→ Saved data entries

━━━━━━━━━━━━━━━━━━━━━━━━━━━━━━

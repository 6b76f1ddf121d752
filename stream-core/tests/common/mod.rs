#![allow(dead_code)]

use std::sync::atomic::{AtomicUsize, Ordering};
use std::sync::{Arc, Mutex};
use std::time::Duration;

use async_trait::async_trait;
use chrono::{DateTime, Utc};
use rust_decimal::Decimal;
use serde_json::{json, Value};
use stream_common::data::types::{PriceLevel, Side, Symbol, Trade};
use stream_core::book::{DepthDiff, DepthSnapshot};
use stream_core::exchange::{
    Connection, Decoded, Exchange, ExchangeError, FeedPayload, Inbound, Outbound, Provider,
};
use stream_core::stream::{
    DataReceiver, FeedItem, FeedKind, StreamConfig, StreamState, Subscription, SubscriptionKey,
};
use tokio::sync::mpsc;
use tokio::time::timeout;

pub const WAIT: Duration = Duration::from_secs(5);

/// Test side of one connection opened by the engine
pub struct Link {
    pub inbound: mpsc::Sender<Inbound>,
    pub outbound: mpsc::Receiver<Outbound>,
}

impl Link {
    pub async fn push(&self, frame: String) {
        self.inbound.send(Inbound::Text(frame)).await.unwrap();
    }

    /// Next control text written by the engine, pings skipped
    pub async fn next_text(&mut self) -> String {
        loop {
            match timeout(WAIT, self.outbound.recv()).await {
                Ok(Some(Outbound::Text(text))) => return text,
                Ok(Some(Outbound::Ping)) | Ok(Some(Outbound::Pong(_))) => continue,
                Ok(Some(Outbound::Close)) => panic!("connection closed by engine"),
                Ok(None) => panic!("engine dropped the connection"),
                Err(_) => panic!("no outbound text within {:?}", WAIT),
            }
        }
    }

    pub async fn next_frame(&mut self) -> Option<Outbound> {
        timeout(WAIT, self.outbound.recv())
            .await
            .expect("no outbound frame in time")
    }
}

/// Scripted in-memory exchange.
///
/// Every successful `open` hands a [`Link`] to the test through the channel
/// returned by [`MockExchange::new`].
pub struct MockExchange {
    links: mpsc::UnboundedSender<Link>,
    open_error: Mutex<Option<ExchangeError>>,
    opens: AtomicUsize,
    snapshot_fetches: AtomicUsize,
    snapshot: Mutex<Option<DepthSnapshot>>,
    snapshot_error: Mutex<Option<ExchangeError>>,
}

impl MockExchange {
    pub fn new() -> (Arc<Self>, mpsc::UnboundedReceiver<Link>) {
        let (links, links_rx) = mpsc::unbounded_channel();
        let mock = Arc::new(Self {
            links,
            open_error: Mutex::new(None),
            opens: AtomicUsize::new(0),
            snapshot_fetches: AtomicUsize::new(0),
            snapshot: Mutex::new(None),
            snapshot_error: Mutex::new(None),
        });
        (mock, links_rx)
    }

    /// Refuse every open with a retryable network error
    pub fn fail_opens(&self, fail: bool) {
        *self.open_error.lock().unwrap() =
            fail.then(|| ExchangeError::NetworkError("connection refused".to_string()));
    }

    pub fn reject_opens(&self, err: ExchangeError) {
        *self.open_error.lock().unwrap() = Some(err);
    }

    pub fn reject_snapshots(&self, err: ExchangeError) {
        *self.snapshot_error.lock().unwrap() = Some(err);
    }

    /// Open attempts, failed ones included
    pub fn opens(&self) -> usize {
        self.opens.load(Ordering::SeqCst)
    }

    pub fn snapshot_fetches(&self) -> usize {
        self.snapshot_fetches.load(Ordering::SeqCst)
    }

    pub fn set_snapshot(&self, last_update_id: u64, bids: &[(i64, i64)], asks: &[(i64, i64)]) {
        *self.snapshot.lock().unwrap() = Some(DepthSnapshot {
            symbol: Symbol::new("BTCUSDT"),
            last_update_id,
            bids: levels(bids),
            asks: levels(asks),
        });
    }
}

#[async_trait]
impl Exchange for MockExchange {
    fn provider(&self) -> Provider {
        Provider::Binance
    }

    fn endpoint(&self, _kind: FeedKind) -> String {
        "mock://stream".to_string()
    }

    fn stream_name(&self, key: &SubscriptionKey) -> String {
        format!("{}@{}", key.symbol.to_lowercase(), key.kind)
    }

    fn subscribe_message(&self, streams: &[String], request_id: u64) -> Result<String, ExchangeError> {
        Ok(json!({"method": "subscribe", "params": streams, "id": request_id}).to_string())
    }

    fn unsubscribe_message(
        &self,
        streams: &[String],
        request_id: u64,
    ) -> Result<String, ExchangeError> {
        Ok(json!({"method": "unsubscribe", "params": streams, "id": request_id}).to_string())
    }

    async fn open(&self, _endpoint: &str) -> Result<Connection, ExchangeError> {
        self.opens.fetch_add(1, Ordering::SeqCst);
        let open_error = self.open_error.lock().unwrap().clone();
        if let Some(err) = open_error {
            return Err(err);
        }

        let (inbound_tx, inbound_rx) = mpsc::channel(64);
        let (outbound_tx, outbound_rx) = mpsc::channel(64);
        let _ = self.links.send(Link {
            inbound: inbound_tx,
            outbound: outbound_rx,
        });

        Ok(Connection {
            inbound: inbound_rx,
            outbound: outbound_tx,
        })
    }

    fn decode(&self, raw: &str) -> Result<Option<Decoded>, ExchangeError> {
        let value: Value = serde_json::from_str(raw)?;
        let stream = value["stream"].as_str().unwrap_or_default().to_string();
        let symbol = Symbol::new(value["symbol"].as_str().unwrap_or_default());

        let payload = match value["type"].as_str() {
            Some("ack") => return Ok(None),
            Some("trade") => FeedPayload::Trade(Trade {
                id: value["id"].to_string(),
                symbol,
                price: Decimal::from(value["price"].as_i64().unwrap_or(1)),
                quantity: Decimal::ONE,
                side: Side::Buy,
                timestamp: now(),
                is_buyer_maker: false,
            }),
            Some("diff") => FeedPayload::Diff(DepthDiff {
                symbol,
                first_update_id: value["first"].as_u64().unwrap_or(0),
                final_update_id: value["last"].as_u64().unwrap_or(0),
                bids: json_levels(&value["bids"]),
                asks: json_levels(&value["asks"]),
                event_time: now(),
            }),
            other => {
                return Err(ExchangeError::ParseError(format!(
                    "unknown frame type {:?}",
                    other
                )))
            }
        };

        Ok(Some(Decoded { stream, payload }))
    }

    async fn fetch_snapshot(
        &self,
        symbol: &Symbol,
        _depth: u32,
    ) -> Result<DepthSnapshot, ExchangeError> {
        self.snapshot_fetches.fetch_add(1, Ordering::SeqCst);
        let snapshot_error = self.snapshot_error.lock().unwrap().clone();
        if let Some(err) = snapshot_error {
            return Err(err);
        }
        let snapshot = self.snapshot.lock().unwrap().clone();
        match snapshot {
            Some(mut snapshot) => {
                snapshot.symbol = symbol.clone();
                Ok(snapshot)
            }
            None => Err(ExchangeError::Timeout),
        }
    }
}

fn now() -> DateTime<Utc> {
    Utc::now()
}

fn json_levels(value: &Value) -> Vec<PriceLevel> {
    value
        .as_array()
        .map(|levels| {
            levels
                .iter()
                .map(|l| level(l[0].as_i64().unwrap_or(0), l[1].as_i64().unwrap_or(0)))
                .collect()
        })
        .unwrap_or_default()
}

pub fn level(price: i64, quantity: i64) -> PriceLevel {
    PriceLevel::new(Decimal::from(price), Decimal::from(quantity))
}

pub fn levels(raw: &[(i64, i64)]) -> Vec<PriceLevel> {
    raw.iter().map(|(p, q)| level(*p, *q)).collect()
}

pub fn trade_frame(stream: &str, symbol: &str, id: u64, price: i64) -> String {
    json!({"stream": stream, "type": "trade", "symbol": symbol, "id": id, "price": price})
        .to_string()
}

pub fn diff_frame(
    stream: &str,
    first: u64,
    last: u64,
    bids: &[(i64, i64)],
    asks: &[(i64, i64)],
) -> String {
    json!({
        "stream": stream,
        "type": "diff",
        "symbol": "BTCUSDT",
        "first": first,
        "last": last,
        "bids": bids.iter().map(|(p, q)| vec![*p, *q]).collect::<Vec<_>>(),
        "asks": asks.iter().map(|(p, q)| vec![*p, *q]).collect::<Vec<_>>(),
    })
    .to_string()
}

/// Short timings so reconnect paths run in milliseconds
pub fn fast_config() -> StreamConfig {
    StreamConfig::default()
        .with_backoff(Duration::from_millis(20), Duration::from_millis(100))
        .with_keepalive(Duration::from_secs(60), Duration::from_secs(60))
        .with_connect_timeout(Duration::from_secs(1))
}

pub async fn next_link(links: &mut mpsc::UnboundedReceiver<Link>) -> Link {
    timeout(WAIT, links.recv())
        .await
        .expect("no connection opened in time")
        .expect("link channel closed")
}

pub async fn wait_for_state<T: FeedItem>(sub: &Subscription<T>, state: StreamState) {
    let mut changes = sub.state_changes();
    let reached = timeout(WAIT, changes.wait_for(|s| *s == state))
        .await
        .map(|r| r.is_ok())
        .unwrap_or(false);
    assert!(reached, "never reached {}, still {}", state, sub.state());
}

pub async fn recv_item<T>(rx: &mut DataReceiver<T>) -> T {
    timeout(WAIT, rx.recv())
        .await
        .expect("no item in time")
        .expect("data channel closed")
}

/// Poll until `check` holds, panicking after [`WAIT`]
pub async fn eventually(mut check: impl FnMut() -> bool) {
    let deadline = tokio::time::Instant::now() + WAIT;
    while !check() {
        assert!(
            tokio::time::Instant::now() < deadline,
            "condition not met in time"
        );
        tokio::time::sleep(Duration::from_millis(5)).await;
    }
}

━━━━━━━━━━━━━━━━━━━━━━━━━━━━━━

→ Exercise
When a line of the data above holds the string "DateTime", count it, and reply with the resulting number only.

→ Answer to the problem
2